If Republicans ignored public opinion to gut Medicare to the tune of $716 billion over 10 years (and trillions more over 20 years) there would be no other issue in any federal election until that law got repealed. Democrats would be relentless and seniors would be up-in-arms. And understandably so, especially because about 10,000 baby boomers are now retiring every day.
Yet that was precisely what Obama’s health care law did to Medicare, and the liberal media is dutifully downplaying the significance of these devastating cuts. Republicans should be banging the drum as heavily as the Democrats would if the shoe were on the other foot.
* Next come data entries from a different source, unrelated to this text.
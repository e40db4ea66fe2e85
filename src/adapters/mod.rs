//! External system integrations for leadflow.
//!
//! - [`engine`] - lead conversion engine (trait-based, with an HTTP backend)
//!
//! # Design Pattern
//!
//! Adapters follow the **Adapter Pattern** to isolate external dependencies and
//! enable testing with mock implementations. Core logic only sees the
//! [`engine::ConversionEngine`] trait.
//!
//! ```rust,no_run
//! use leadflow::adapters::engine::{ConversionEngine, HttpConversionEngine};
//! use leadflow::config::EngineConfig;
//! use std::sync::Arc;
//!
//! # fn example() -> leadflow::domain::Result<()> {
//! let config = EngineConfig::new("https://crm.example.com/api");
//! let engine: Arc<dyn ConversionEngine> = Arc::new(HttpConversionEngine::new(config)?);
//! # Ok(())
//! # }
//! ```

pub mod engine;
//! Conversion engine trait definition
//!
//! This module defines the `ConversionEngine` trait and the engine-native
//! request/result shapes. The engine is an external collaborator: leadflow
//! only shapes its inputs and interprets its outputs.

use crate::domain::ids::{RecordId, SourceId};
use crate::domain::EngineError;
use async_trait::async_trait;
use serde::{Deserialize, Serialize};

/// Engine-native conversion request
///
/// Optional fields left as `None` are omitted from the wire payload so the
/// engine applies its own defaults.
#[derive(Debug, Clone, PartialEq, Eq, Serialize, Deserialize)]
#[serde(rename_all = "camelCase")]
pub struct EngineRequest {
    /// Record to convert
    pub source_id: SourceId,

    /// Status set on the converted record
    pub converted_status: String,

    /// Account to merge into
    #[serde(default, skip_serializing_if = "Option::is_none")]
    pub account_id: Option<RecordId>,

    /// Contact to merge into
    #[serde(default, skip_serializing_if = "Option::is_none")]
    pub contact_id: Option<RecordId>,

    /// Opportunity to merge into
    #[serde(default, skip_serializing_if = "Option::is_none")]
    pub opportunity_id: Option<RecordId>,

    /// Overwrite the contact's lead source
    #[serde(default, skip_serializing_if = "Option::is_none")]
    pub overwrite_lead_source: Option<bool>,

    /// Skip opportunity creation
    #[serde(default, skip_serializing_if = "Option::is_none")]
    pub do_not_create_opportunity: Option<bool>,

    /// Name of the created opportunity
    #[serde(default, skip_serializing_if = "Option::is_none")]
    pub opportunity_name: Option<String>,

    /// Owner of the destination records
    #[serde(default, skip_serializing_if = "Option::is_none")]
    pub owner_id: Option<RecordId>,

    /// Send the owner a notification email
    #[serde(default, skip_serializing_if = "Option::is_none")]
    pub send_notification_email: Option<bool>,
}

impl EngineRequest {
    /// Creates a request carrying only the mandatory fields
    pub fn new(source_id: SourceId, converted_status: impl Into<String>) -> Self {
        Self {
            source_id,
            converted_status: converted_status.into(),
            account_id: None,
            contact_id: None,
            opportunity_id: None,
            overwrite_lead_source: None,
            do_not_create_opportunity: None,
            opportunity_name: None,
            owner_id: None,
            send_notification_email: None,
        }
    }

    /// Whether the engine will skip opportunity creation for this request
    ///
    /// An unset flag means the engine default, which is to create one.
    pub fn suppresses_opportunity(&self) -> bool {
        self.do_not_create_opportunity.unwrap_or(false)
    }
}

/// Engine-native conversion result
#[derive(Debug, Clone, PartialEq, Eq, Serialize, Deserialize)]
#[serde(rename_all = "camelCase")]
pub struct EngineResult {
    /// Record that was converted
    pub source_id: SourceId,

    /// Account created or linked
    #[serde(default, deserialize_with = "blank_as_none")]
    pub account_id: Option<RecordId>,

    /// Contact created or linked
    #[serde(default, deserialize_with = "blank_as_none")]
    pub contact_id: Option<RecordId>,

    /// Opportunity created or linked
    #[serde(default, deserialize_with = "blank_as_none")]
    pub opportunity_id: Option<RecordId>,
}

// Engines report "no record" as null, a missing key or an empty string.
fn blank_as_none<'de, D>(deserializer: D) -> std::result::Result<Option<RecordId>, D::Error>
where
    D: serde::Deserializer<'de>,
{
    match Option::<String>::deserialize(deserializer)? {
        Some(id) if !id.trim().is_empty() => RecordId::new(id)
            .map(Some)
            .map_err(serde::de::Error::custom),
        _ => Ok(None),
    }
}

/// Trait for lead conversion engines
///
/// Implementations must treat the batch as a unit: either every request is
/// converted and one result per request is returned in request order, or
/// nothing is committed and an [`EngineError`] is returned.
///
/// # Example
///
/// ```no_run
/// use leadflow::adapters::engine::{ConversionEngine, EngineRequest};
/// use leadflow::domain::SourceId;
///
/// # async fn example(engine: &impl ConversionEngine) -> Result<(), Box<dyn std::error::Error>> {
/// let requests = vec![EngineRequest::new(SourceId::new("L1")?, "Qualified")];
/// let results = engine.convert(&requests).await?;
/// assert_eq!(results.len(), requests.len());
/// # Ok(())
/// # }
/// ```
#[async_trait]
pub trait ConversionEngine: Send + Sync {
    /// Convert every request in the batch, all-or-none
    ///
    /// # Errors
    ///
    /// Returns [`EngineError::Rejected`] with one entry per refused element,
    /// or a system error variant for transport or engine faults.
    async fn convert(
        &self,
        requests: &[EngineRequest],
    ) -> std::result::Result<Vec<EngineResult>, EngineError>;

    /// Short description of the engine endpoint, for logs
    fn describe(&self) -> String;
}

#[cfg(test)]
mod tests {
    use super::*;

    #[test]
    fn test_engine_request_omits_unset_fields() {
        let request = EngineRequest::new(SourceId::new("L1").unwrap(), "Qualified");
        let json = serde_json::to_value(&request).unwrap();

        assert_eq!(
            json,
            serde_json::json!({"sourceId": "L1", "convertedStatus": "Qualified"})
        );
        assert!(!request.suppresses_opportunity());
    }

    #[test]
    fn test_engine_request_explicit_suppress() {
        let mut request = EngineRequest::new(SourceId::new("L1").unwrap(), "Qualified");
        request.do_not_create_opportunity = Some(true);

        let json = serde_json::to_value(&request).unwrap();
        assert_eq!(json["doNotCreateOpportunity"], serde_json::json!(true));
        assert!(request.suppresses_opportunity());
    }

    #[test]
    fn test_engine_result_missing_ids_default_to_none() {
        let result: EngineResult =
            serde_json::from_str(r#"{"sourceId": "L1", "accountId": "001A"}"#).unwrap();

        assert_eq!(result.account_id.unwrap().as_str(), "001A");
        assert!(result.contact_id.is_none());
        assert!(result.opportunity_id.is_none());
    }

    #[test]
    fn test_engine_result_blank_ids_are_none() {
        let result: EngineResult = serde_json::from_str(
            r#"{"sourceId": "L1", "accountId": "001A", "contactId": null, "opportunityId": ""}"#,
        )
        .unwrap();

        assert_eq!(result.account_id.unwrap().as_str(), "001A");
        assert!(result.contact_id.is_none());
        assert!(result.opportunity_id.is_none());
    }

    #[test]
    fn test_engine_result_blank_source_id_rejected() {
        let result = serde_json::from_str::<EngineResult>(r#"{"sourceId": " "}"#);
        assert!(result.is_err());
    }
}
Yet there is a sense that it would be unseemly or inconsistent to do so. We’re the party of cutting spending, right? So we shouldn’t attack Obama’s slashing of Medicare? Dead wrong.
This was best explained by my friends Peter Ferrara and Larry Hunter, who wrote in the WSJ:
The drastic reductions in Medicare reimbursements under ObamaCare will create havoc and chaos in health care for seniors. Many doctors, surgeons and specialists providing critical care to the elderly—such as surgery for hip and knee replacements, sophisticated diagnostics through MRIs and CT scans, and even treatment for cancer and heart disease—will cease serving Medicare patients. If the government is not going to pay, then seniors are not going to get the health services, treatment and care they expect.
They continued:
Everyone should know by now that Medicare suffers dramatic long-term deficits and unfunded liabilities, and is in need of fundamental, structural reforms. But effectively refusing to pay the doctors and hospitals that provide the medical care the program promises to seniors is no way to solve that problem.
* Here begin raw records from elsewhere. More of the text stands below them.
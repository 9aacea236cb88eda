//! Module manifest parsing.
//!
//! Each module directory carries a `manifest.toml` file describing its
//! identity. The archive payload next to it is opaque to the runtime.

use crate::error::{FrameworkError, FrameworkResult};
use serde::{Deserialize, Serialize};
use std::path::Path;

/// Module manifest structure.
#[derive(Debug, Clone, Serialize, Deserialize)]
pub struct ModuleManifest {
    /// Module metadata.
    pub module: ModuleMetadata,
}

/// Module metadata.
#[derive(Debug, Clone, Serialize, Deserialize)]
pub struct ModuleMetadata {
    /// Unique identifier for the module.
    pub id: String,

    /// Human-readable name.
    pub name: String,

    /// Version string (semver).
    pub version: String,

    /// Module description.
    #[serde(default)]
    pub description: Option<String>,
}

impl ModuleManifest {
    /// Load a manifest from a TOML file.
    pub fn from_file(path: &Path) -> FrameworkResult<Self> {
        let content = std::fs::read_to_string(path)?;
        Self::from_toml(&content)
    }

    /// Parse a manifest from a TOML string.
    pub fn from_toml(content: &str) -> FrameworkResult<Self> {
        let manifest: ModuleManifest = toml::from_str(content)?;
        manifest.validate()?;
        Ok(manifest)
    }

    /// Validate the manifest.
    fn validate(&self) -> FrameworkResult<()> {
        if self.module.id.is_empty() {
            return Err(FrameworkError::InvalidManifest(
                "Module ID cannot be empty".to_string(),
            ));
        }

        if self.module.name.is_empty() {
            return Err(FrameworkError::InvalidManifest(
                "Module name cannot be empty".to_string(),
            ));
        }

        if self.module.version.is_empty() {
            return Err(FrameworkError::InvalidManifest(
                "Module version cannot be empty".to_string(),
            ));
        }

        Ok(())
    }
}
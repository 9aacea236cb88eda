//! Error types for the berth runtime.

use thiserror::Error;

/// Errors that can occur in the container framework.
#[derive(Error, Debug)]
pub enum FrameworkError {
    /// Module not found at the specified path.
    #[error("Module not found: {0}")]
    ModuleNotFound(String),

    /// Failed to parse a module manifest.
    #[error("Invalid manifest: {0}")]
    InvalidManifest(String),

    /// The framework was started while already running or after shutdown.
    #[error("Framework already started")]
    AlreadyStarted,

    /// An operation required a started framework.
    #[error("Framework is not started")]
    NotStarted,

    /// The argument vector did not select an application to run.
    #[error("No -application directive in the launch arguments")]
    NoApplication,

    /// The selected application is not registered in the container.
    #[error("Application not registered: {0}")]
    ApplicationNotFound(String),

    /// A launch directive was malformed.
    #[error("Invalid directive: {0}")]
    InvalidDirective(String),

    /// IO error.
    #[error("IO error: {0}")]
    Io(#[from] std::io::Error),

    /// TOML parsing error.
    #[error("TOML error: {0}")]
    Toml(#[from] toml::de::Error),
}

/// Result type for framework operations.
pub type FrameworkResult<T> = std::result::Result<T, FrameworkError>;
//! Launch configuration parsing.
//!
//! The launch configuration is an argv file, not a structured config: one
//! directive or argument per line, in the order the container bootstrap
//! expects them. This parser assigns no meaning to the directives; it only
//! turns the file into an ordered argument vector. Blank lines are dropped,
//! everything else passes through verbatim (after trimming).

use crate::error::ConfigError;
use std::path::Path;
use tracing::debug;

/// Ordered launch argument vector parsed from a configuration file.
#[derive(Debug, Clone, PartialEq, Eq)]
pub struct LaunchConfig {
    args: Vec<String>,
}

impl LaunchConfig {
    /// Parse a launch configuration file into an argument vector.
    ///
    /// Every non-empty line becomes exactly one argument, in file order.
    /// A missing file is [`ConfigError::NotFound`]; an unreadable or
    /// non-UTF-8 file is [`ConfigError::Read`].
    pub fn parse_from(path: &Path) -> Result<LaunchConfig, ConfigError> {
        let content = std::fs::read_to_string(path).map_err(|source| {
            if source.kind() == std::io::ErrorKind::NotFound {
                ConfigError::NotFound(path.to_path_buf())
            } else {
                ConfigError::Read {
                    path: path.to_path_buf(),
                    source,
                }
            }
        })?;

        let args: Vec<String> = content
            .lines()
            .map(str::trim)
            .filter(|line| !line.is_empty())
            .map(String::from)
            .collect();

        debug!("Parsed {} launch arguments from {:?}", args.len(), path);
        Ok(LaunchConfig { args })
    }

    /// The parsed argument vector, in file order.
    pub fn args(&self) -> &[String] {
        &self.args
    }

    /// Number of arguments.
    pub fn len(&self) -> usize {
        self.args.len()
    }

    /// Whether the configuration file contained no arguments at all.
    pub fn is_empty(&self) -> bool {
        self.args.is_empty()
    }
}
That is the crux of the issue. The big lie from Democrats about Ryan’s plan is that it would end Medicare; quite the contrary, it would save Medicare from devastating cuts to reimbursement rates coming now thanks to Obama.
Most conservatives would not have created the Medicare program the way it presently exists. But it would be wrong to simply deny people who spent their entire working lives paying taxes into the Medicare system access to the care they believed they were paying for.
Ryan’s plan recognizes resource constraints exist and empowers individuals to harness the power of competition to provide more with less and create greater choice. It put seniors– not unaccountable bureaucrats like Obama’s IPAB — in control.
Obama’s plan – now staring us in the face because his $716 billion in cuts (per the Congressional Budget Office:, see page 13 of this PDF) have been enacted into law to pay for his vast new government takeover of health care – is to simply starve Medicare of funds. That’s wrong – and conservatives shouldn’t hesitate to attack it forcefully and without reservation.
(Cross-posted from Tea Party Patriots. An earlier version of this post cited $741 billion in cuts, which included cuts to hospital DSH payments that are officially split between Medicare and Medicaid — though the effect is the same. The Medicare-only 10-year score from CBO is $716 billion.)